## The problem
Would you please copy out each entry exactly?
<<<<
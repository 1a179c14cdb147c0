use std::{env, env::VarError};

/// There's no real CLI for the server, so just do quick 'n dirty
pub fn handle_command_line_args() -> bool {
    let has_cli_args = env::args().count() > 1;
    if has_cli_args {
        // We don't expect any CLI args, so always print the help
        display_readme();
        display_envs();
    }
    has_cli_args
}

fn display_readme() {
    const README: &str = include_str!("./cli-help.txt");
    println!("\n{README}\n");
}

fn display_envs() {
    // Be explicit about which envars to print, so as to avoid accidentally exposing secrets
    const DISPLAY_ENVS: [&str; 11] = [
        "RUST_LOG",
        "LPS_HOST",
        "LPS_PORT",
        "LPS_DATABASE_MAX_CONNECTIONS",
        "LPS_ACCRUAL_URL",
        "LPS_RECONCILE_WORKERS",
        "LPS_ACCRUAL_TIMEOUT",
        "LPS_ACCRUAL_MAX_POLLS",
        "LPS_ACCRUAL_POLL_INTERVAL",
        "LPS_TOKEN_LIFETIME",
        "LPS_RESUME_UNSETTLED",
    ];

    println!("Current environment values (EXCLUDING variables that contain secrets):");
    DISPLAY_ENVS.iter().for_each(|&name| {
        let val = match env::var(name) {
            Ok(s) => s,
            Err(VarError::NotPresent) => "Not set".into(),
            Err(VarError::NotUnicode(s)) => format!("Invalid value: {}", s.to_string_lossy()),
        };
        println!("  {name:<35} {val:<15}");
    })
}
>>>>
## Exercise answer
repository 1a179c14cdb147c0
use std::{env, env::VarError};

/// There's no real CLI for the server, so just do quick 'n dirty
pub fn handle_command_line_args() -> bool {
    let has_cli_args = env::args().count() > 1;
    if has_cli_args {
        // We don't expect any CLI args, so always print the help
        display_readme();
        display_envs();
    }
    has_cli_args
}

fn display_readme() {
    const README: &str = include_str!("./cli-help.txt");
    println!("\n{README}\n");
}

fn display_envs() {
    // Be explicit about which envars to print, so as to avoid accidentally exposing secrets
    const DISPLAY_ENVS: [&str; 11] = [
        "RUST_LOG",
        "LPS_HOST",
        "LPS_PORT",
        "LPS_DATABASE_MAX_CONNECTIONS",
        "LPS_ACCRUAL_URL",
        "LPS_RECONCILE_WORKERS",
        "LPS_ACCRUAL_TIMEOUT",
        "LPS_ACCRUAL_MAX_POLLS",
        "LPS_ACCRUAL_POLL_INTERVAL",
        "LPS_TOKEN_LIFETIME",
        "LPS_RESUME_UNSETTLED",
    ];

    println!("Current environment values (EXCLUDING variables that contain secrets):");
    DISPLAY_ENVS.iter().for_each(|&name| {
        let val = match env::var(name) {
            Ok(s) => s,
            Err(VarError::NotPresent) => "Not set".into(),
            Err(VarError::NotUnicode(s)) => format!("Invalid value: {}", s.to_string_lossy()),
        };
        println!("  {name:<35} {val:<15}");
    })
}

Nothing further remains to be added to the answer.